┌──

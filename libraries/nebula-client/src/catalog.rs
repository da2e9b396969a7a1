//! Catalog endpoints: search, track details, autoplay.

use crate::client::{read_json, send_error};
use crate::error::{ClientError, Result};
use crate::types::UpNextResponse;
use nebula_core::{Track, TrackDetails, TrackId};
use reqwest::Client;
use tracing::debug;

/// Catalog client for the Nebula backend.
pub struct CatalogClient<'a> {
    http: &'a Client,
    base_url: &'a str,
}

impl<'a> CatalogClient<'a> {
    pub(crate) fn new(http: &'a Client, base_url: &'a str) -> Self {
        Self { http, base_url }
    }

    /// Search tracks by free text.
    ///
    /// Results are flagged as search-originated so the playback engine never
    /// treats them as a stable play order.
    pub async fn search(&self, query: &str) -> Result<Vec<Track>> {
        let url = format!("{}/search", self.base_url);
        debug!(url = %url, query = %query, "Searching tracks");

        let response = self
            .http
            .get(&url)
            .query(&[("q", query)])
            .send()
            .await
            .map_err(send_error)?;

        let tracks: Vec<Track> = read_json(response, "search").await?;
        let tracks: Vec<Track> = tracks
            .into_iter()
            .filter(Track::has_id)
            .map(Track::searched)
            .collect();

        debug!(results = tracks.len(), "Search complete");
        Ok(tracks)
    }

    /// Get detailed metadata for a single track.
    pub async fn get_track_info(&self, track_id: &TrackId) -> Result<TrackDetails> {
        if track_id.is_empty() {
            return Err(ClientError::MissingTrackId);
        }

        let url = format!("{}/track_info", self.base_url);
        debug!(url = %url, track_id = %track_id, "Fetching track info");

        let response = self
            .http
            .get(&url)
            .query(&[("video_id", track_id.as_str())])
            .send()
            .await
            .map_err(send_error)?;

        read_json(response, "track info").await
    }

    /// Get autoplay recommendations to follow a track.
    pub async fn get_up_next(&self, track_id: &TrackId) -> Result<Vec<Track>> {
        if track_id.is_empty() {
            return Err(ClientError::MissingTrackId);
        }

        let url = format!("{}/autoplay/upnext", self.base_url);
        debug!(url = %url, track_id = %track_id, "Fetching up next");

        let response = self
            .http
            .get(&url)
            .query(&[("videoId", track_id.as_str())])
            .send()
            .await
            .map_err(send_error)?;

        let body: UpNextResponse = read_json(response, "up next").await?;
        let tracks: Vec<Track> = body.upnext.into_iter().filter(Track::has_id).collect();

        debug!(results = tracks.len(), "Fetched up next");
        Ok(tracks)
    }
}
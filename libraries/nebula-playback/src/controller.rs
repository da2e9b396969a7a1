//! Playback controller
//!
//! Single authority over what is playing and what plays next. Every play
//! request runs the same pipeline, strictly in order:
//!
//! 1. resolve the stream URL
//! 2. hand the URL to the audio sink and commit the current track
//! 3. record the play in recent history
//! 4. recompute the queue
//! 5. persist queue and history
//!
//! If resolution fails nothing after step 1 happens. Each request takes a
//! generation number; a request that finishes resolving after a newer one
//! was issued is dropped without touching the sink or history.
//!
//! The state lock is never held across a call into the sink or the store,
//! so either may call back into the controller.

use crate::events::PlaybackEvent;
use crate::history::RecentHistory;
use crate::likes::LikeRegistry;
use crate::queue::PlayQueue;
use crate::resolver::StreamResolver;
use crate::sink::{AudioSink, SinkEvent, SinkState};
use crate::types::{Direction, IgnoreReason, PlayOutcome, PlaybackConfig, PlaybackState};
use crate::upnext::{QueuePlan, QueuePolicy, UpNextEngine};
use crate::volume::Volume;
use nebula_core::{
    AutoplayService, LikeService, PlaybackStore, StreamService, Track, TrackId,
};
use std::sync::atomic::{AtomicU64, Ordering};
use std::sync::{Arc, PoisonError};
use std::time::Duration;
use tokio::sync::{broadcast, Mutex};
use tokio::task::JoinHandle;
use tracing::{debug, info, warn};

const EVENT_CHANNEL_CAPACITY: usize = 64;

/// External collaborators the controller drives
pub struct PlaybackServices {
    pub streams: Arc<dyn StreamService>,
    pub autoplay: Arc<dyn AutoplayService>,
    pub likes: Arc<dyn LikeService>,
    pub sink: Arc<dyn AudioSink>,
    pub store: Arc<dyn PlaybackStore>,
}

/// Where the queue for a play request comes from
enum QueueSource<'a> {
    /// Caller-supplied context, routed through the up-next policy
    Caller(Option<&'a [Track]>),

    /// Skip within the current queue; always a static-context play
    Queue { tracks: Vec<Track>, index: usize },
}

struct Inner {
    current: Option<Track>,
    queue: PlayQueue,
    history: RecentHistory,
    sink_state: SinkState,
    position_secs: f64,
    duration_secs: Option<f64>,
    volume: Volume,
    repeat: bool,

    /// Generation of the play that set `current`
    committed_generation: u64,
}

/// Orchestrates stream resolution, the audio sink, the queue and history
pub struct PlaybackController {
    resolver: StreamResolver,
    upnext: UpNextEngine,
    likes: Arc<LikeRegistry>,
    sink: Arc<dyn AudioSink>,
    store: Arc<dyn PlaybackStore>,
    config: PlaybackConfig,

    inner: Mutex<Inner>,

    /// Serializes store writes; each write snapshots state once it holds this
    persist_lock: Mutex<()>,

    /// Last generation handed out
    generation: AtomicU64,

    /// Background liked-set refresh, aborted on drop
    like_refresh: std::sync::Mutex<Option<JoinHandle<()>>>,

    events: broadcast::Sender<PlaybackEvent>,
}
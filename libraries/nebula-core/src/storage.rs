//! Persistence port for playback state

use crate::error::Result;
use crate::types::Track;
use async_trait::async_trait;

/// Durable storage for the play queue and recent-play history
///
/// Both collections are rewritten wholesale on every mutation and loaded once
/// at startup.
#[async_trait]
pub trait PlaybackStore: Send + Sync {
    /// Load the persisted play queue (empty if nothing was saved)
    async fn load_queue(&self) -> Result<Vec<Track>>;

    /// Replace the persisted play queue
    async fn save_queue(&self, queue: &[Track]) -> Result<()>;

    /// Load the persisted recent history, most recent first
    async fn load_history(&self) -> Result<Vec<Track>>;

    /// Replace the persisted recent history, most recent first
    async fn save_history(&self, history: &[Track]) -> Result<()>;
}
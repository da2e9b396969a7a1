/// Track domain type
use crate::types::TrackId;
use serde::{Deserialize, Deserializer, Serialize};
use std::hash::{Hash, Hasher};

/// A playable media item with display metadata
///
/// Field names on the wire follow the remote catalog (`videoId`, `thumbnail`,
/// `streamUrl`, `fromSearch`). Identity is the track id alone: two values with
/// the same id compare equal even if one carries a resolved stream URL.
#[derive(Debug, Clone, Default, Serialize, Deserialize)]
pub struct Track {
    /// Catalog identifier
    #[serde(rename = "videoId", default, deserialize_with = "null_as_default")]
    pub id: TrackId,

    /// Track title
    #[serde(default, deserialize_with = "null_as_default")]
    pub title: String,

    /// Artist name
    #[serde(default, deserialize_with = "null_as_default")]
    pub artist: String,

    /// Artwork URL
    #[serde(rename = "thumbnail", default, deserialize_with = "null_as_default")]
    pub thumbnail_url: String,

    /// Resolved playable URL, populated lazily
    #[serde(rename = "streamUrl", default, skip_serializing_if = "Option::is_none")]
    pub stream_url: Option<String>,

    /// Whether the track came from free-text search results
    #[serde(rename = "fromSearch", default, skip_serializing_if = "is_false")]
    pub from_search: bool,
}

impl Track {
    /// Create a new track with minimal metadata
    pub fn new(id: impl Into<TrackId>, title: impl Into<String>, artist: impl Into<String>) -> Self {
        Self {
            id: id.into(),
            title: title.into(),
            artist: artist.into(),
            ..Self::default()
        }
    }

    /// Set the artwork URL
    #[must_use]
    pub fn with_thumbnail(mut self, thumbnail_url: impl Into<String>) -> Self {
        self.thumbnail_url = thumbnail_url.into();
        self
    }

    /// Return a copy merged with its resolved stream URL
    #[must_use]
    pub fn with_stream_url(mut self, stream_url: impl Into<String>) -> Self {
        self.stream_url = Some(stream_url.into());
        self
    }

    /// Mark the track as coming from search results
    #[must_use]
    pub fn searched(mut self) -> Self {
        self.from_search = true;
        self
    }

    /// Whether the track carries a usable identifier
    pub fn has_id(&self) -> bool {
        !self.id.is_empty()
    }
}

impl PartialEq for Track {
    fn eq(&self, other: &Self) -> bool {
        self.id == other.id
    }
}

impl Eq for Track {}

impl Hash for Track {
    fn hash<H: Hasher>(&self, state: &mut H) {
        self.id.hash(state);
    }
}

/// Detailed metadata for a single track
#[derive(Debug, Clone, PartialEq, Eq, Serialize, Deserialize)]
pub struct TrackDetails {
    /// Catalog identifier
    #[serde(rename = "videoId")]
    pub id: TrackId,

    /// Track title
    pub title: String,

    /// Artist name
    pub artist: String,

    /// Duration in seconds (0 when unknown)
    #[serde(default)]
    pub duration: u64,

    /// Artwork URL
    #[serde(rename = "thumbnail", default)]
    pub thumbnail_url: String,
}

impl From<TrackDetails> for Track {
    fn from(details: TrackDetails) -> Self {
        Track::new(details.id, details.title, details.artist).with_thumbnail(details.thumbnail_url)
    }
}

#[allow(clippy::trivially_copy_pass_by_ref)]
fn is_false(value: &bool) -> bool {
    !*value
}

// The catalog sends `null` for missing titles/artists.
fn null_as_default<'de, D, T>(deserializer: D) -> Result<T, D::Error>
where
    D: Deserializer<'de>,
    T: Default + Deserialize<'de>,
{
    Ok(Option::<T>::deserialize(deserializer)?.unwrap_or_default())
}
//! Recent-play history
//!
//! Bounded, most-recent-first list of played tracks, deduplicated by id

use nebula_core::Track;
use std::collections::VecDeque;

/// Recent-play history with bounded size
///
/// Re-playing a track moves it to the front instead of adding a duplicate.
/// When full, the oldest entry is discarded.
#[derive(Debug, Clone)]
pub struct RecentHistory {
    /// History buffer (most recent = front)
    tracks: VecDeque<Track>,

    /// Maximum history size
    max_size: usize,
}

impl RecentHistory {
    /// Create new history with specified maximum size
    pub fn new(max_size: usize) -> Self {
        Self {
            tracks: VecDeque::with_capacity(max_size),
            max_size,
        }
    }

    /// Rebuild history from persisted tracks (most recent first)
    ///
    /// Duplicates and entries beyond `max_size` are dropped.
    pub fn from_tracks(tracks: impl IntoIterator<Item = Track>, max_size: usize) -> Self {
        let mut history = Self::new(max_size);
        for track in tracks {
            if history.tracks.len() >= max_size {
                break;
            }
            if !history.contains(&track) {
                history.tracks.push_back(track);
            }
        }
        history
    }

    /// Record a play
    pub fn push(&mut self, track: Track) {
        if self.max_size == 0 {
            return;
        }
        self.tracks.retain(|t| t.id != track.id);
        self.tracks.push_front(track);
        self.tracks.truncate(self.max_size);
    }

    /// Most recently played track
    pub fn latest(&self) -> Option<&Track> {
        self.tracks.front()
    }

    /// All tracks, most recent first
    pub fn to_vec(&self) -> Vec<Track> {
        self.tracks.iter().cloned().collect()
    }

    /// Iterate most recent first
    pub fn iter(&self) -> impl Iterator<Item = &Track> {
        self.tracks.iter()
    }

    /// Get number of tracks in history
    pub fn len(&self) -> usize {
        self.tracks.len()
    }

    /// Check if history is empty
    pub fn is_empty(&self) -> bool {
        self.tracks.is_empty()
    }

    /// Get maximum history size
    pub fn max_size(&self) -> usize {
        self.max_size
    }

    fn contains(&self, track: &Track) -> bool {
        self.tracks.iter().any(|t| t.id == track.id)
    }
}

impl Default for RecentHistory {
    fn default() -> Self {
        Self::new(10)
    }
}
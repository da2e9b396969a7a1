//! Playback events
//!
//! Published by the controller on a broadcast channel so front ends can
//! follow state without polling. Events are emitted after the change they
//! describe has been committed.

use crate::sink::SinkState;
use nebula_core::{Track, TrackId};
use serde::Serialize;

/// Events emitted by the playback engine
#[derive(Debug, Clone, PartialEq, Serialize)]
#[serde(tag = "type", rename_all = "camelCase")]
pub enum PlaybackEvent {
    /// A new track became the current track
    TrackChanged {
        /// The new current track, merged with its stream URL
        track: Track,
    },

    /// Queue contents or current index changed
    QueueChanged {
        /// New queue length
        length: usize,
        /// Position of the current track, if it is queued
        current_index: Option<usize>,
    },

    /// Recent history changed
    HistoryChanged {
        /// History, most recent first
        tracks: Vec<Track>,
    },

    /// Audio sink moved to a new state
    StateChanged {
        /// The new sink state
        state: SinkState,
    },

    /// Periodic position report from the sink
    Progress {
        /// Current position in seconds
        position_secs: f64,
        /// Track duration in seconds, when known
        duration_secs: Option<f64>,
    },

    /// Liked flag changed for a track
    LikeChanged {
        /// Track whose flag changed
        track_id: TrackId,
        /// Whether the track is liked now
        liked: bool,
    },
}
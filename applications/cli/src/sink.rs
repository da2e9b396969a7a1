//! Audio sink that only logs
//!
//! The CLI hands stream URLs off and reports them; it never decodes audio.

use async_trait::async_trait;
use nebula_playback::AudioSink;
use std::sync::Mutex;
use std::time::Duration;
use tracing::info;

/// Sink that records the last loaded URL and logs every instruction
#[derive(Debug, Default)]
pub struct LoggingSink {
    loaded: Mutex<Option<String>>,
}

impl LoggingSink {
    pub fn new() -> Self {
        Self::default()
    }

    /// URL of the most recent `load`
    pub fn loaded(&self) -> Option<String> {
        self.loaded.lock().ok().and_then(|url| url.clone())
    }
}

#[async_trait]
impl AudioSink for LoggingSink {
    fn load(&self, url: &str) {
        info!(url, "Sink load");
        if let Ok(mut loaded) = self.loaded.lock() {
            *loaded = Some(url.to_string());
        }
    }

    async fn play(&self) -> nebula_core::Result<()> {
        info!("Sink play");
        Ok(())
    }

    fn pause(&self) {
        info!("Sink pause");
    }

    fn seek(&self, position: Duration) {
        info!(position_secs = position.as_secs_f64(), "Sink seek");
    }

    fn set_volume(&self, volume: f32) {
        info!(volume, "Sink volume");
    }
}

└──

How many lines in the entries above include the string "filter"? Please answer with that number and nothing more.

◆ Reply
2